• Work item:
Go through the material below and copy all lines with "into".

• Exercise inputs:
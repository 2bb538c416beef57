//! E-signature client: DocuSign eSignature REST v2.1.
//!
//! All provider traffic goes through the `SignatureProvider` trait. Credentials are
//! optional at startup; calls made without them fail with `NotConfigured`, which the
//! offer lifecycle reports as a provider precondition failure.

use async_trait::async_trait;
use base64::{engine::general_purpose::STANDARD as BASE64, Engine as _};
use bytes::Bytes;
use reqwest::Client;
use serde::{Deserialize, Serialize};
use thiserror::Error;
use tracing::{debug, info};

use crate::config::DocusignConfig;

/// Anchor text in the letter where the signer's signature is placed.
pub const SIGNATURE_ANCHOR: &str = "/sn1/";

const API_PREFIX: &str = "restapi/v2.1/accounts";

#[derive(Debug, Error)]
pub enum SignatureError {
    #[error("E-signature provider is not configured: missing {0}")]
    NotConfigured(&'static str),

    #[error("HTTP error: {0}")]
    Http(#[from] reqwest::Error),

    #[error("Provider API error (status {status}): {message}")]
    Api { status: u16, message: String },

    #[error("Unexpected provider response: {0}")]
    Parse(String),
}

impl SignatureError {
    /// Credential problems the operator must fix, as opposed to transient failures.
    pub fn is_precondition(&self) -> bool {
        match self {
            SignatureError::NotConfigured(_) => true,
            SignatureError::Api { status, .. } => *status == 401 || *status == 403,
            _ => false,
        }
    }
}

/// Everything needed to create and send one envelope.
#[derive(Debug, Clone, PartialEq)]
pub struct EnvelopeRequest {
    pub email_subject: String,
    pub document_name: String,
    /// HTML letter containing [`SIGNATURE_ANCHOR`].
    pub document_html: String,
    pub signer_name: String,
    pub signer_email: String,
}

#[derive(Debug, Clone, PartialEq, Eq)]
pub struct EnvelopeSummary {
    pub envelope_id: String,
    /// Raw provider status, e.g. `sent`.
    pub status: String,
}

#[async_trait]
pub trait SignatureProvider: Send + Sync {
    async fn create_envelope(&self, request: &EnvelopeRequest)
        -> Result<EnvelopeSummary, SignatureError>;

    /// Live raw status of an envelope.
    async fn envelope_status(&self, envelope_id: &str) -> Result<String, SignatureError>;

    /// The combined signed PDF of a completed envelope.
    async fn signed_document(&self, envelope_id: &str) -> Result<Bytes, SignatureError>;
}

// ────────────────────────────────────────────────────────────────────────────
// Wire types
// ────────────────────────────────────────────────────────────────────────────

#[derive(Debug, Serialize)]
#[serde(rename_all = "camelCase")]
struct EnvelopeDefinition<'a> {
    email_subject: &'a str,
    documents: Vec<Document<'a>>,
    recipients: Recipients<'a>,
    status: &'a str,
}

#[derive(Debug, Serialize)]
#[serde(rename_all = "camelCase")]
struct Document<'a> {
    document_base64: String,
    name: &'a str,
    file_extension: &'a str,
    document_id: &'a str,
}

#[derive(Debug, Serialize)]
struct Recipients<'a> {
    signers: Vec<Signer<'a>>,
}

#[derive(Debug, Serialize)]
#[serde(rename_all = "camelCase")]
struct Signer<'a> {
    email: &'a str,
    name: &'a str,
    recipient_id: &'a str,
    routing_order: &'a str,
    tabs: Tabs<'a>,
}

#[derive(Debug, Serialize)]
#[serde(rename_all = "camelCase")]
struct Tabs<'a> {
    sign_here_tabs: Vec<SignHereTab<'a>>,
}

#[derive(Debug, Serialize)]
#[serde(rename_all = "camelCase")]
struct SignHereTab<'a> {
    anchor_string: &'a str,
    anchor_units: &'a str,
    anchor_x_offset: &'a str,
    anchor_y_offset: &'a str,
}

#[derive(Debug, Deserialize)]
#[serde(rename_all = "camelCase")]
struct EnvelopeResponse {
    envelope_id: Option<String>,
    status: Option<String>,
}

#[derive(Debug, Deserialize)]
struct ProviderErrorBody {
    message: Option<String>,
}

#[derive(Clone)]
pub struct DocusignClient {
    client: Client,
    config: DocusignConfig,
}

struct Credentials<'a> {
    envelopes_url: String,
    access_token: &'a str,
}

impl DocusignClient {
    pub fn new(config: DocusignConfig) -> anyhow::Result<Self> {
        Ok(Self {
            client: Client::builder()
                .timeout(std::time::Duration::from_secs(60))
                .build()?,
            config,
        })
    }

    pub fn is_configured(&self) -> bool {
        self.credentials().is_ok()
    }

    fn credentials(&self) -> Result<Credentials<'_>, SignatureError> {
        let base_url = self
            .config
            .base_url
            .as_deref()
            .ok_or(SignatureError::NotConfigured("DOCUSIGN_BASE_URL"))?;
        let account_id = self
            .config
            .account_id
            .as_deref()
            .ok_or(SignatureError::NotConfigured("DOCUSIGN_ACCOUNT_ID"))?;
        let access_token = self
            .config
            .access_token
            .as_deref()
            .ok_or(SignatureError::NotConfigured("DOCUSIGN_ACCESS_TOKEN"))?;

        Ok(Credentials {
            envelopes_url: format!(
                "{}/{API_PREFIX}/{account_id}/envelopes",
                base_url.trim_end_matches('/')
            ),
            access_token,
        })
    }

    /// Turns a non-2xx response into `SignatureError::Api`.
    async fn check(response: reqwest::Response) -> Result<reqwest::Response, SignatureError> {
        let status = response.status();
        if status.is_success() {
            return Ok(response);
        }
        let body = response.text().await.unwrap_or_default();
        let message = serde_json::from_str::<ProviderErrorBody>(&body)
            .ok()
            .and_then(|b| b.message)
            .unwrap_or(body);
        Err(SignatureError::Api {
            status: status.as_u16(),
            message,
        })
    }
}

#[async_trait]
impl SignatureProvider for DocusignClient {
    async fn create_envelope(
        &self,
        request: &EnvelopeRequest,
    ) -> Result<EnvelopeSummary, SignatureError> {
        let creds = self.credentials()?;

        let definition = EnvelopeDefinition {
            email_subject: &request.email_subject,
            documents: vec![Document {
                document_base64: BASE64.encode(request.document_html.as_bytes()),
                name: &request.document_name,
                file_extension: "html",
                document_id: "1",
            }],
            recipients: Recipients {
                signers: vec![Signer {
                    email: &request.signer_email,
                    name: &request.signer_name,
                    recipient_id: "1",
                    routing_order: "1",
                    tabs: Tabs {
                        sign_here_tabs: vec![SignHereTab {
                            anchor_string: SIGNATURE_ANCHOR,
                            anchor_units: "pixels",
                            anchor_x_offset: "0",
                            anchor_y_offset: "0",
                        }],
                    },
                }],
            },
            status: "sent",
        };

        let response = self
            .client
            .post(&creds.envelopes_url)
            .bearer_auth(creds.access_token)
            .json(&definition)
            .send()
            .await?;
        let body: EnvelopeResponse = Self::check(response).await?.json().await?;

        let envelope_id = body
            .envelope_id
            .filter(|id| !id.is_empty())
            .ok_or_else(|| SignatureError::Parse("envelope response had no envelopeId".into()))?;

        info!(envelope_id = %envelope_id, "Envelope created");
        Ok(EnvelopeSummary {
            envelope_id,
            status: body.status.unwrap_or_else(|| "sent".to_string()),
        })
    }

    async fn envelope_status(&self, envelope_id: &str) -> Result<String, SignatureError> {
        let creds = self.credentials()?;
        let response = self
            .client
            .get(format!("{}/{envelope_id}", creds.envelopes_url))
            .bearer_auth(creds.access_token)
            .send()
            .await?;
        let body: EnvelopeResponse = Self::check(response).await?.json().await?;

        debug!(envelope_id, status = ?body.status, "Envelope status fetched");
        body.status
            .ok_or_else(|| SignatureError::Parse("envelope response had no status".into()))
    }

    async fn signed_document(&self, envelope_id: &str) -> Result<Bytes, SignatureError> {
        let creds = self.credentials()?;
        let response = self
            .client
            .get(format!("{}/{envelope_id}/documents/combined", creds.envelopes_url))
            .bearer_auth(creds.access_token)
            .send()
            .await?;
        Ok(Self::check(response).await?.bytes().await?)
    }
}
//! Blocklist mirror
//!
//! A CrowdSec bouncer that mirrors Local API decisions and republishes them
//! as blocklists over a local HTTP endpoint.
//!
//! # Features
//!
//! - **Authentication**: static API key or mutual-TLS client certificate
//! - **Trust**: system roots, or a CA bundle that replaces them
//! - **Sync**: periodic decision stream pulls into an in-memory cache
//! - **Formats**: plain text and `MikroTik` address-list scripts
//! - **Access control**: basic auth or trusted address lists per endpoint

#![forbid(unsafe_code)]
#![warn(missing_docs)]

pub mod blocklist;
pub mod bouncer;
pub mod cli;
pub mod config;
pub mod decision;
pub mod error;
pub mod lapi;
pub mod server;

pub use error::{Error, Result};

use tracing_subscriber::{EnvFilter, fmt, layer::SubscriberExt, util::SubscriberInitExt};

/// Setup tracing/logging
///
/// `RUST_LOG` wins over `level` when set.
///
/// # Errors
///
/// Returns `Error::Config` if `level` is not a valid filter directive or a
/// global subscriber is already installed.
pub fn setup_tracing(level: &str, format: Option<&str>) -> Result<()> {
    let filter = match EnvFilter::try_from_default_env() {
        Ok(filter) => filter,
        Err(_) => EnvFilter::try_new(level)
            .map_err(|e| Error::Config(format!("invalid log level '{level}': {e}")))?,
    };

    let subscriber = tracing_subscriber::registry().with(filter);

    let installed = match format {
        Some("json") => subscriber.with(fmt::layer().json()).try_init(),
        Some("text") | None => subscriber.with(fmt::layer()).try_init(),
        Some(other) => {
            return Err(Error::Config(format!(
                "unknown log format '{other}' (expected text or json)"
            )));
        }
    };
    installed.map_err(|e| Error::Config(format!("tracing already initialised: {e}")))
}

• Response to this task:
    /// Turns a non-2xx response into `SignatureError::Api`.
            .ok_or_else(|| SignatureError::Parse("envelope response had no envelopeId".into()))?;
            .ok_or_else(|| SignatureError::Parse("envelope response had no status".into()))
//! - **Sync**: periodic decision stream pulls into an in-memory cache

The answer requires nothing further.